Saturday, November 16, 2013

Late Post RE: The Royal African Society's Film Africa Nov 1- Nov 10

Nov 1st marked the start of The Royal African Society's (RAS) 10-day film festival. My internship, Numbi Arts, has been a long time collaborator with RAS and was asked to run a free workshop during Film Africa Family Say on Saturday November 2nd. I had been anticipating the film festival since my first meeting with the Numbi family. The elaborate foldout pamphlets, composed of showtimes and stills from films, wall paper my campus. Films came from each edge of the continent, exploring the life, the love, the joy, and the anguish of African peoples from all angels. I had planned a trip to Rome,Italy for the end of the week so my participation in the festival was limited to the first 3 days. I was most excited about seeing Andrew Dosunmu's Mother of George, but I hesitated to book my tickets and they sold out. Instead I booked a ticket to a showing of 5 short films including Akosua Adoma Owusu's Kwaku Ananse. 

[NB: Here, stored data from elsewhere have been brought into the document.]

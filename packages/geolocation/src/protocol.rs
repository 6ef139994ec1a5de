//! Messages exchanged with `js/geolocation.js` over the eval channel.

use serde::{Deserialize, Serialize};

use crate::{CallbackHandle, GeolocationItem, GeolocationOptions, WatchId};

/// Rust → JS
#[derive(Debug, Clone, PartialEq, Serialize)]
#[serde(tag = "op", rename_all = "camelCase", rename_all_fields = "camelCase")]
pub(crate) enum ScriptCommand {
    GetLocation {
        single_shot: bool,
        options: Option<GeolocationOptions>,
    },
    ClearWatchLocation {
        watch_id: Option<WatchId>,
    },
    Destroy,
}

/// JS → Rust
#[derive(Debug, Clone, PartialEq, Deserialize)]
#[serde(tag = "kind", rename_all = "camelCase", rename_all_fields = "camelCase")]
pub(crate) enum ScriptEvent {
    Ready {
        supported: bool,
    },
    #[serde(rename = "result")]
    Position {
        item: GeolocationItem,
    },
    Status {
        status: String,
    },
    WatchId {
        id: WatchId,
    },
    Error {
        message: String,
    },
}

impl ScriptEvent {
    pub(crate) async fn dispatch(self, handle: &CallbackHandle) {
        match self {
            ScriptEvent::Position { item } => handle.on_result(item).await,
            ScriptEvent::Status { status } => handle.on_status_update(status).await,
            ScriptEvent::WatchId { id } => handle.on_watch_id_assigned(id),
            ScriptEvent::Error { message } => handle.on_error(message).await,
            ScriptEvent::Ready { .. } => {
                tracing::trace!("ignoring a repeated ready message from the geolocation script")
            }
        }
    }
}
//! Reusable test helpers for HTTP integration tests.
//!
//! Provides `TestApp` for building and sending requests through the full axum router
//! backed by the in-memory attempt store, a manual clock and a recording mailer.
#![allow(dead_code)]

use std::sync::{Arc, Mutex};

use async_trait::async_trait;
use axum::body::Body;
use axum::http::{Method, Request, Response};
use axum::Router;
use chrono::Utc;
use http_body_util::BodyExt;
use tower::ServiceExt;

use folio_server::api::{create_router, AppState};
use folio_server::config::Config;
use folio_server::email::{ContactMessage, Mailer};
use folio_server::ratelimit::{ManualClock, MemoryAttemptStore, RateLimitConfig, RateLimiter};

pub const ADMIN_TOKEN: &str = "test-admin-token";

/// Mailer that keeps every message it is asked to send.
#[derive(Default)]
pub struct RecordingMailer {
    pub sent: Mutex<Vec<ContactMessage>>,
}

impl RecordingMailer {
    pub fn sent_count(&self) -> usize {
        self.sent.lock().unwrap().len()
    }
}

#[async_trait]
impl Mailer for RecordingMailer {
    async fn send_contact(&self, message: &ContactMessage) -> anyhow::Result<()> {
        self.sent.lock().unwrap().push(message.clone());
        Ok(())
    }
}

/// Mailer whose relay always rejects the message.
pub struct FailingMailer;

#[async_trait]
impl Mailer for FailingMailer {
    async fn send_contact(&self, _message: &ContactMessage) -> anyhow::Result<()> {
        anyhow::bail!("relay refused connection")
    }
}

/// Full router plus handles on its clock, store and mailer.
pub struct TestApp {
    pub router: Router,
    pub clock: ManualClock,
    pub store: Arc<MemoryAttemptStore>,
    pub limiter: RateLimiter,
}

impl TestApp {
    /// Router with default limits, a recording mailer and an admin token.
    pub fn new(mailer: Arc<dyn Mailer>) -> Self {
        Self::with_limits(mailer, RateLimitConfig::default())
    }

    pub fn with_limits(mailer: Arc<dyn Mailer>, rl_config: RateLimitConfig) -> Self {
        let mut config = Config::default_for_test();
        config.redis_url = None;
        config.admin_token = Some(ADMIN_TOKEN.into());

        let clock = ManualClock::new(Utc::now());
        let store = Arc::new(MemoryAttemptStore::new());
        let limiter = RateLimiter::with_clock(store.clone(), rl_config, Arc::new(clock.clone()));

        let state = AppState::new(config, limiter.clone(), Some(mailer));
        Self {
            router: create_router(state),
            clock,
            store,
            limiter,
        }
    }

    /// Router built from an explicit state, for configurations `new` does not cover.
    pub fn from_state(state: AppState, clock: ManualClock, store: Arc<MemoryAttemptStore>) -> Self {
        let limiter = state.rate_limiter.clone();
        Self {
            router: create_router(state),
            clock,
            store,
            limiter,
        }
    }

    /// Send a request through the router via `tower::ServiceExt::oneshot`.
    pub async fn oneshot(&self, request: Request<Body>) -> Response<Body> {
        self.router
            .clone()
            .oneshot(request)
            .await
            .expect("oneshot request failed")
    }

    /// POST a contact form as JSON.
    pub async fn submit(&self, name: &str, email: &str, message: &str) -> Response<Body> {
        let body = serde_json::json!({ "name": name, "email": email, "message": message });
        let req = Request::builder()
            .method(Method::POST)
            .uri("/api/contact")
            .header("Content-Type", "application/json")
            .body(Body::from(body.to_string()))
            .unwrap();
        self.oneshot(req).await
    }
}

/// Collect a response body and parse it as JSON.
pub async fn body_to_json(response: Response<Body>) -> serde_json::Value {
    let bytes = response
        .into_body()
        .collect()
        .await
        .expect("Failed to collect response body")
        .to_bytes();
    serde_json::from_slice(&bytes).unwrap_or_else(|e| {
        let preview = String::from_utf8_lossy(&bytes);
        panic!("Failed to parse response as JSON: {e}\nBody: {preview}")
    })
}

Saturday, I arrived at the venue to support Numbi with the set-up and running of a 1950s style African Photo Studio. We set the background positioned our props and waited for traffic to pick up. One of my classmates, a loving warm spirited woman of Congolese decent, was volunteering with the Royal African Society. She came over and we chatted while the photographer snapped a few test shots.





Between sips of mint tea and conversation on the artistic development of black youth, I circled the room in search of props and encouraging folks to capitalize on the free photos Numbi was offering. A group called "Open The Gate" had organized an African market. To my left was a woman selling hand crafted Ankara print children's clothing, to my right were hand made dolls that reminded me of the playmates my mother created for me while I was a toddler. Black baby-dolls with natural hair will forever be an item of cultural importance. If "playing house" is when we first come into awareness with our capacities for love and our maternal energies, being able to see, carry, and love a child that looks like you as you were fashioned by the Creator, surely lays the foundation for any conception of self-love.

Of the people who came through our photo-booth were children, bloggers, families, designers, and other enterprising creatives. I enjoyed watching them interact with the camera. 




The next day I took a bus to Hackney Picturehouse to participate in the less active side of the festival. I have never been decidedly "into" short films. Kwaku Anase has received a lot of black/african tumblr hype and I was excited about the reworking of one of the many Ananse The Spider stories that narrated my childhood. All the films were cogent and entertaining though some left me hanging on unfulfilled plot lines.

Kwaku Ananse, directed by one beautiful Ghanaian creative, starring another (JoJo Abot), re-birthed in me an impassioned longing to return to Ghana. It is a strange sort of homesickness that is not at all unfamiliar, having 'theorectical roots' in a place you are generations of violence and exploitation removed from gives way to a series of odd sentiments that I have been blessed with the opportunity to make sense of. 

I left the theater ready for the next chapter in this journey. My time in London is coming to an end (I will be boarding a plane literally some 30 days from tomorrow) and after a brief respite in the States I will be off again. There is so much stirring, in me/around me, that I know this time will be different...perhaps even more meaningful.I still have a lot to do to ensure I make the most of it.